Asian Rice Wraps with a Peanut Butter Dressing

28 Nov

This recipe is easy but takes a little bit of work. Very refreshing, light and tasty, it’s ideal for serving at Christmas and New Year’s Eve Parties.

You will need:
1 22cm pack of rice wraps /rice paper
500-750g Asian greens sliced (e.g Chinese cabbage , bok choi , springs onion, mustard greens, watercress, rocket , spinach , green beans, etc)
Herbs 50-75g (coriander , basil, parsley)
100g mixed peanuts and cashews

For the Sauce
50ml soya sauce
2 inch ginger, chopped
2 cloves garlic, chopped
50ml toasted sesame oil
4 tbsp peanut butter powder
50ml sweet chili sauce
50ml water (if needed)

Method:
Slice your greens, herbs and green beans into thin strips. Add to a bowl and mix gently but thoroughly.

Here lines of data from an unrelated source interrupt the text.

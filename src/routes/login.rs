//! Login route. Validates the credentials locally, exchanges them for the
//! session triple, and is the only place that writes the session store. On
//! success the user is sent home after a short confirmation pause.

use crate::components::{Alert, AlertKind, AppShell, Button, PasswordField, Spinner, TextField};
use crate::features::auth::client;
use crate::features::auth::forms::{LoginForm, field_error, normalize_email};
use crate::features::auth::types::LoginRequest;
use crate::features::session::state::use_session;
use crate::routes::paths;
use gloo_timers::future::TimeoutFuture;
use leptos::ev::SubmitEvent;
use leptos::prelude::*;
use leptos::task::spawn_local;
use leptos_router::components::A;
use leptos_router::hooks::use_navigate;
use validator::Validate;

/// Pause between the success alert and the navigation home.
const REDIRECT_DELAY_MS: u32 = 2_000;

#[derive(Clone)]
/// Captures login form input for the async action without borrowing signals.
struct LoginInput {
    email: String,
    password: String,
}

#[component]
pub fn LoginPage() -> impl IntoView {
    let session = use_session();
    let navigate = use_navigate();
    let (email, set_email) = signal(String::new());
    let (password, set_password) = signal(String::new());
    let (email_error, set_email_error) = signal::<Option<String>>(None);
    let (password_error, set_password_error) = signal::<Option<String>>(None);
    let (error, set_error) = signal::<Option<String>>(None);
    let (success, set_success) = signal::<Option<String>>(None);

    let login_action = Action::new_local(move |input: &LoginInput| {
        let request = LoginRequest {
            email: input.email.clone(),
            password: input.password.clone(),
        };
        async move { client::login(&request).await }
    });

    Effect::new(move |_| {
        if let Some(result) = login_action.value().get() {
            match result {
                Ok(response) => {
                    session.set_user(
                        response.user.email,
                        response.user.role,
                        response.access_token,
                    );
                    set_success.set(Some("Signed in successfully.".to_string()));
                    let navigate = navigate.clone();
                    spawn_local(async move {
                        TimeoutFuture::new(REDIRECT_DELAY_MS).await;
                        navigate(paths::HOME, Default::default());
                    });
                }
                Err(err) => set_error.set(Some(err.user_message())),
            }
        }
    });

    let on_submit = move |event: SubmitEvent| {
        event.prevent_default();
        set_error.set(None);
        set_success.set(None);

        let form = LoginForm {
            email: normalize_email(&email.get_untracked()),
            password: password.get_untracked(),
        };

        match form.validate() {
            Ok(()) => {
                set_email_error.set(None);
                set_password_error.set(None);
                login_action.dispatch(LoginInput {
                    email: form.email,
                    password: form.password,
                });
            }
            Err(errors) => {
                set_email_error.set(field_error(&errors, "email"));
                set_password_error.set(field_error(&errors, "password"));
            }
        }
    };

    view! {
        <AppShell>
            <form class="max-w-sm mx-auto" on:submit=on_submit>
                <h1 class="mb-6 text-center text-2xl font-semibold text-gray-900 dark:text-white">
                    "Sign in"
                </h1>
                <div class="space-y-5">
                    <TextField
                        id="email"
                        label="Email"
                        input_type="email"
                        autocomplete="email"
                        placeholder="name@example.com"
                        set_value=set_email
                        error=email_error
                    />
                    <PasswordField
                        id="password"
                        label="Password"
                        set_value=set_password
                        error=password_error
                    />
                    <Button button_type="submit" disabled=login_action.pending()>
                        "Sign in"
                    </Button>
                </div>
                <div class="mt-4 text-center">
                    <A
                        href=paths::FORGOT_PASSWORD
                        {..}
                        class="text-sm text-blue-700 hover:underline dark:text-blue-400"
                    >
                        "Forgot your password?"
                    </A>
                </div>
                {move || {
                    login_action
                        .pending()
                        .get()
                        .then_some(view! { <div class="mt-4"><Spinner /></div> })
                }}
                {move || {
                    success
                        .get()
                        .map(|message| {
                            view! {
                                <div class="mt-4">
                                    <Alert kind=AlertKind::Success message=message />
                                </div>
                            }
                        })
                }}
                {move || {
                    error
                        .get()
                        .map(|message| {
                            view! {
                                <div class="mt-4">
                                    <Alert kind=AlertKind::Error message=message />
                                </div>
                            }
                        })
                }}
            </form>
        </AppShell>
    }
}
//! Auth feature module covering the request/response contract with the
//! backend and the per-screen validation schemas. Validation always runs
//! before a request is built; a schema failure never reaches the network.
//!
//! Flow Overview: Login exchanges credentials for the session triple.
//! Registration, password recovery, and password reset are opaque
//! success/failure calls surfaced as screen feedback.

#[cfg(target_arch = "wasm32")]
pub(crate) mod client;
pub(crate) mod forms;
pub(crate) mod types;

Get a large pot or bowl of cold water big enough for the wraps to soak in. Soak 2-3 wraps at a time for 2-3 minutes until soft. Place on a damp cloth and remove any excess water .

Take a handful of the greens and place in the middle of the wrap. Add some mixed nuts and roll and fold in the sides to completely close the leaves in place (see pic) do this until all the greens are gone. It should make 12-13 wraps

To make the sauce, add all the ingredients in a bowl and mix about half of the water and add more if needed. The sauce should be a dipping sauce consistency. Serve cold and enjoy.

Eoin

Top Tips:

Get creative and add in any greens that you wish. Just avoid water based veggies like cucumber as they will leek and split the rice paper.

Try adding grated carrots, bean sprouts , etc

If you don’t have powered peanut butter, you can always use regular peanut butter. You may need to add more water to get the right consistency.

Rice wraps can be found in most Asian markets/shops or in you local health food shop.